Dataset entries

◆ ◆ ◆ ◆ ◆ ◆ ◆

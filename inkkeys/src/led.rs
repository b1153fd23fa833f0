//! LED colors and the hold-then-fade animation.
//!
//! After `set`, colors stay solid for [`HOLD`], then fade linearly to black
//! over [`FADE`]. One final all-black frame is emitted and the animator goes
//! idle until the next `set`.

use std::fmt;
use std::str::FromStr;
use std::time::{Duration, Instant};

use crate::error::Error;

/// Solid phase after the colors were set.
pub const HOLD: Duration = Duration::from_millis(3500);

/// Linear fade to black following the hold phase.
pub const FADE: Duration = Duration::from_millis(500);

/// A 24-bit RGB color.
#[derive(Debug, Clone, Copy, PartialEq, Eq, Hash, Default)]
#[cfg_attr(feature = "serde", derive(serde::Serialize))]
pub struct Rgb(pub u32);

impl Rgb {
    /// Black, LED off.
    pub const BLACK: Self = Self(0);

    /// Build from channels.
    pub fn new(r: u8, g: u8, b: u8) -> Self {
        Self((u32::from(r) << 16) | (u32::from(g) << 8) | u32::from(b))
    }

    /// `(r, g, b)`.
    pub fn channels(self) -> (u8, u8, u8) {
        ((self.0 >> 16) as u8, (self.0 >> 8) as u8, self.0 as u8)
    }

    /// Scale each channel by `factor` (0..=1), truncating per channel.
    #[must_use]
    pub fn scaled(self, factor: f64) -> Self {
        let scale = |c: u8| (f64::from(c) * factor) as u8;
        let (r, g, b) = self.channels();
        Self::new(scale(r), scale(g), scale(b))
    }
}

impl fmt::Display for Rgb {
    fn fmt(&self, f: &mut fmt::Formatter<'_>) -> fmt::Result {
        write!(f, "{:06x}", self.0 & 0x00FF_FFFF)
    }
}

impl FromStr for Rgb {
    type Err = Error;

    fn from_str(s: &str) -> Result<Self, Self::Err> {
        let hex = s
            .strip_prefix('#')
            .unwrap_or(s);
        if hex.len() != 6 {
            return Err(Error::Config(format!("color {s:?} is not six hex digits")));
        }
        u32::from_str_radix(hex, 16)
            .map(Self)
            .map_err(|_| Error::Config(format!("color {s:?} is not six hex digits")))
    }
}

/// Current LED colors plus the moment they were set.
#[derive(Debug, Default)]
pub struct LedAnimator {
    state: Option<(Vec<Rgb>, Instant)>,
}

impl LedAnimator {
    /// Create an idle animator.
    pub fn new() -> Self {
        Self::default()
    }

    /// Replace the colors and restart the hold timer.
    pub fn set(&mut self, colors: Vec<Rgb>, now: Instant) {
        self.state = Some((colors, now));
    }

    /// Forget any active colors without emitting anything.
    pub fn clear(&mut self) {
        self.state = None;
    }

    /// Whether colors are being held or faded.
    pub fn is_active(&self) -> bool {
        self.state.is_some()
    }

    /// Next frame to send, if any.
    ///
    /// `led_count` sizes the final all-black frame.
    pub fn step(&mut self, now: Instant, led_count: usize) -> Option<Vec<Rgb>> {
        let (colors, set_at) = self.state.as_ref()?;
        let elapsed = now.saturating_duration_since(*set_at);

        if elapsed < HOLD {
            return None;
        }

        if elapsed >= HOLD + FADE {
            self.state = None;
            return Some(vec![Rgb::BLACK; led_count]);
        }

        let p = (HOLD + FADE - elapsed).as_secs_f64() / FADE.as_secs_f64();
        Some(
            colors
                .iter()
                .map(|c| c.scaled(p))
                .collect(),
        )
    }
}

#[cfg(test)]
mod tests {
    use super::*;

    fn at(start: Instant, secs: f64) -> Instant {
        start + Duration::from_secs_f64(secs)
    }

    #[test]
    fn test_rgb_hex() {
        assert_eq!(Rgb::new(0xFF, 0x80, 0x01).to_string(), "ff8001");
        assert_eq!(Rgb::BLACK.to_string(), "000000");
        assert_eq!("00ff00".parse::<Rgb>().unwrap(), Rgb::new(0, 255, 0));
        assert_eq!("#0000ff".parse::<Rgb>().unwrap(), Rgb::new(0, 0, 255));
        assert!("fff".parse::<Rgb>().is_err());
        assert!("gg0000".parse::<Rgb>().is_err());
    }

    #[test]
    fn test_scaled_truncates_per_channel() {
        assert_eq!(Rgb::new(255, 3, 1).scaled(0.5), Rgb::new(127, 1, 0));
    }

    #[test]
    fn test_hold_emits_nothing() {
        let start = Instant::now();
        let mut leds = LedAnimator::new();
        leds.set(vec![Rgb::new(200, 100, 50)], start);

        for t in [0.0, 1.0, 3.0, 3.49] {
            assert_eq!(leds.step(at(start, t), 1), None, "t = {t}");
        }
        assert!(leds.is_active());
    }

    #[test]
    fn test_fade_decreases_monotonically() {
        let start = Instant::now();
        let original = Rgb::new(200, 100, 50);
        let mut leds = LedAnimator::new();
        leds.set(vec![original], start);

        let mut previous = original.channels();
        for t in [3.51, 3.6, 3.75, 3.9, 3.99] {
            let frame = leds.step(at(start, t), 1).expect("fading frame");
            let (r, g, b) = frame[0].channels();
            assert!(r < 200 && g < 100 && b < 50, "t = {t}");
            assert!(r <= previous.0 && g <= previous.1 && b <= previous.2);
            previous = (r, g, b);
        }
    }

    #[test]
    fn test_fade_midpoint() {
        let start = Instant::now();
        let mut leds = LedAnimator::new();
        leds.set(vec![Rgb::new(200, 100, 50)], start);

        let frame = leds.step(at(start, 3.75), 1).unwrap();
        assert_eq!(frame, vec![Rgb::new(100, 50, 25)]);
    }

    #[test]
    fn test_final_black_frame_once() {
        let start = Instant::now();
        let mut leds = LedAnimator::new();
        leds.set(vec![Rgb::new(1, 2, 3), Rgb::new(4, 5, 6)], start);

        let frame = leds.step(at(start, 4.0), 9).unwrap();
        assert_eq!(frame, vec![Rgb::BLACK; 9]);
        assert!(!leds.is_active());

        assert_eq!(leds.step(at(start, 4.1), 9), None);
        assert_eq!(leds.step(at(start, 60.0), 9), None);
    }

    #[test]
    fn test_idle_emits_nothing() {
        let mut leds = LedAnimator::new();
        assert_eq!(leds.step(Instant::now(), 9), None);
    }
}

◆ ◆ ◆ ◆ ◆ ◆ ◆

_WORK INSTRUCTION_
If a line above holds "impl", count it; say how many such lines there are and nothing else.

_SOLUTION FOR THIS TASK_
4